Posted by: Laurence Simons 07/05/13

American in-house lawyers have seen a major shift in the kind of risks they are facing, according to a new report from Tampa Bay-based law firm Carlton Fields, which suggested that a new deluge of class actions is expected in the coming years.

What with tighter regulations, whistleblower complaints and cybersecurity threats, general counsel have plenty on their plate at the moment - all while budgets are being slashed and teams are being cut as businesses try to make their cash go further.

Across industries, corporate counsel reported they spent more than two billion dollars annually on class action lawsuits in 2012. While this is slightly less than was put out in 2011, more cases were dealt with, indicating the improved levels of efficiency seen across the sector.

"Consumer fraud and labour and employment matters account for more than 50 per cent of all class actions, making them the most prevalent.

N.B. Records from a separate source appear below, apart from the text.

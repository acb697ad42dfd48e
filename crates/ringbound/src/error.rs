//! Error types for ring buffer operations.

use std::fmt;
use thiserror::Error;

/// Errors that can occur in buffer operations.
#[derive(Debug, Clone, Copy, PartialEq, Eq, Error)]
pub enum BufferError {
    /// The buffer has been closed (and, for takes, fully drained).
    #[error("buffer is closed")]
    Closed,

    /// The operation could not complete without waiting.
    #[error("operation would block")]
    WouldBlock,

    /// The requested capacity cannot hold any element.
    #[error("invalid capacity: {capacity} (must be at least 1)")]
    InvalidCapacity {
        /// The rejected capacity.
        capacity: usize,
    },
}

impl BufferError {
    /// Returns `true` if the caller may retry the operation later.
    #[inline]
    pub fn is_recoverable(&self) -> bool {
        matches!(self, Self::WouldBlock)
    }

    /// Returns `true` if this error means the buffer is permanently done.
    #[inline]
    pub fn is_terminal(&self) -> bool {
        matches!(self, Self::Closed)
    }
}

/// A failed put, handing the rejected item back to the caller.
///
/// The item is never dropped by the buffer on failure.
pub struct PutError<T> {
    item: T,
    kind: BufferError,
}

impl<T> PutError<T> {
    #[inline]
    pub(crate) fn closed(item: T) -> Self {
        Self {
            item,
            kind: BufferError::Closed,
        }
    }

    #[inline]
    pub(crate) fn would_block(item: T) -> Self {
        Self {
            item,
            kind: BufferError::WouldBlock,
        }
    }

    /// Returns why the put failed.
    #[inline]
    pub fn kind(&self) -> BufferError {
        self.kind
    }

    /// Returns `true` if the buffer was closed.
    #[inline]
    pub fn is_closed(&self) -> bool {
        self.kind == BufferError::Closed
    }

    /// Returns `true` if the buffer was full.
    #[inline]
    pub fn is_would_block(&self) -> bool {
        self.kind == BufferError::WouldBlock
    }

    /// Recovers the item that was not enqueued.
    #[inline]
    pub fn into_inner(self) -> T {
        self.item
    }
}

// Manual impls so `T` need not be `Debug`.
impl<T> fmt::Debug for PutError<T> {
    fn fmt(&self, f: &mut fmt::Formatter<'_>) -> fmt::Result {
        f.debug_struct("PutError")
            .field("kind", &self.kind)
            .finish_non_exhaustive()
    }
}

impl<T> fmt::Display for PutError<T> {
    fn fmt(&self, f: &mut fmt::Formatter<'_>) -> fmt::Result {
        write!(f, "put failed: {}", self.kind)
    }
}

impl<T> std::error::Error for PutError<T> {}

impl<T> From<PutError<T>> for BufferError {
    fn from(err: PutError<T>) -> Self {
        err.kind
    }
}

#[cfg(test)]
mod tests {
    use super::*;

    #[test]
    fn test_error_classification() {
        assert!(BufferError::WouldBlock.is_recoverable());
        assert!(!BufferError::WouldBlock.is_terminal());
        assert!(BufferError::Closed.is_terminal());
        assert!(!BufferError::Closed.is_recoverable());
        assert!(!BufferError::InvalidCapacity { capacity: 0 }.is_recoverable());
    }

    #[test]
    fn test_put_error_returns_item() {
        struct NotDebug(u32);

        let err = PutError::closed(NotDebug(7));
        assert!(err.is_closed());
        assert_eq!(format!("{err}"), "put failed: buffer is closed");
        assert!(format!("{err:?}").contains("Closed"));
        assert_eq!(err.into_inner().0, 7);

        let err: BufferError = PutError::would_block(1u8).into();
        assert_eq!(err, BufferError::WouldBlock);
    }

    #[test]
    fn test_invalid_capacity_message() {
        let err = BufferError::InvalidCapacity { capacity: 0 };
        assert_eq!(err.to_string(), "invalid capacity: 0 (must be at least 1)");
    }
}
//! Debug assertion macros for ring buffer invariants.
//!
//! They are only active in debug builds (`debug_assert!`), so there is zero
//! overhead in release builds. Every macro is evaluated while the buffer lock
//! is held.

// =============================================================================
// Bounded Count
// =============================================================================

/// Assert that occupancy never exceeds capacity.
///
/// **Invariant**: `0 ≤ count ≤ capacity` (the lower bound is the type's)
///
/// Used in: `push_slot()` after incrementing count
macro_rules! debug_assert_bounded_count {
    ($count:expr, $capacity:expr) => {
        debug_assert!(
            $count <= $capacity,
            "bounded count violated: count {} exceeds capacity {}",
            $count,
            $capacity
        )
    };
}

// =============================================================================
// Ring Consistency
// =============================================================================

/// Assert that tail is exactly `count` slots ahead of head.
///
/// **Invariant**: `tail == (head + count) mod capacity`
///
/// Used in: `push_slot()` and `pop_slot()` after updating indices
macro_rules! debug_assert_ring_consistent {
    ($head:expr, $tail:expr, $count:expr, $capacity:expr) => {
        debug_assert!(
            $tail == ($head + $count) % $capacity,
            "ring consistency violated: tail {} != (head {} + count {}) % {}",
            $tail,
            $head,
            $count,
            $capacity
        )
    };
}

// =============================================================================
// Slot Occupancy
// =============================================================================

/// Assert that a write targets an empty slot.
///
/// **Invariant**: slots outside `[head, head + count)` hold no element
///
/// Used in: `push_slot()` before storing
macro_rules! debug_assert_slot_vacant {
    ($slot:expr, $idx:expr) => {
        debug_assert!(
            $slot.is_none(),
            "slot occupancy violated: overwriting live slot {}",
            $idx
        )
    };
}

/// Assert that a read found a live element.
///
/// Used in: `pop_slot()` after taking the slot
macro_rules! debug_assert_slot_live {
    ($item:expr, $idx:expr) => {
        debug_assert!(
            $item.is_some(),
            "slot occupancy violated: reading empty slot {}",
            $idx
        )
    };
}

// =============================================================================
// Monotonic Close
// =============================================================================

/// Assert that `closed` never reverts to false.
///
/// Used in: `close()` after setting the flag
macro_rules! debug_assert_closed_monotonic {
    ($was_closed:expr, $now_closed:expr) => {
        debug_assert!(
            !$was_closed || $now_closed,
            "monotonic close violated: buffer reopened"
        )
    };
}

pub(crate) use debug_assert_bounded_count;
pub(crate) use debug_assert_closed_monotonic;
pub(crate) use debug_assert_ring_consistent;
pub(crate) use debug_assert_slot_live;
pub(crate) use debug_assert_slot_vacant;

Securities matters dropped from 13 per cent of all class actions in 2011, to ten per cent in 2012," the study revealed.

However, 2013 is set to see the area develop further, with technology having a major impact on the kind of class actions that occur.

According to Carlton Fields, corporate counsel expect an onslaught of new consumer fraud class actions related to data security, wireless and other untested technologies, underlining how important it is for in-house lawyers to be aware of what's going on in the IT department.

On the bright side, the report suggested that businesses are developing more sophisticated and well-directed internal legal teams as they attempt to avoid the expense of hiring external help - suggesting that jobs could be on the up in the sector.

A recent salary survey from Laurence Simons found that 56 per cent of in-house lawyers in the US received a bonus in 2012, with this going some way to make up for the pay gap between internal and private practice.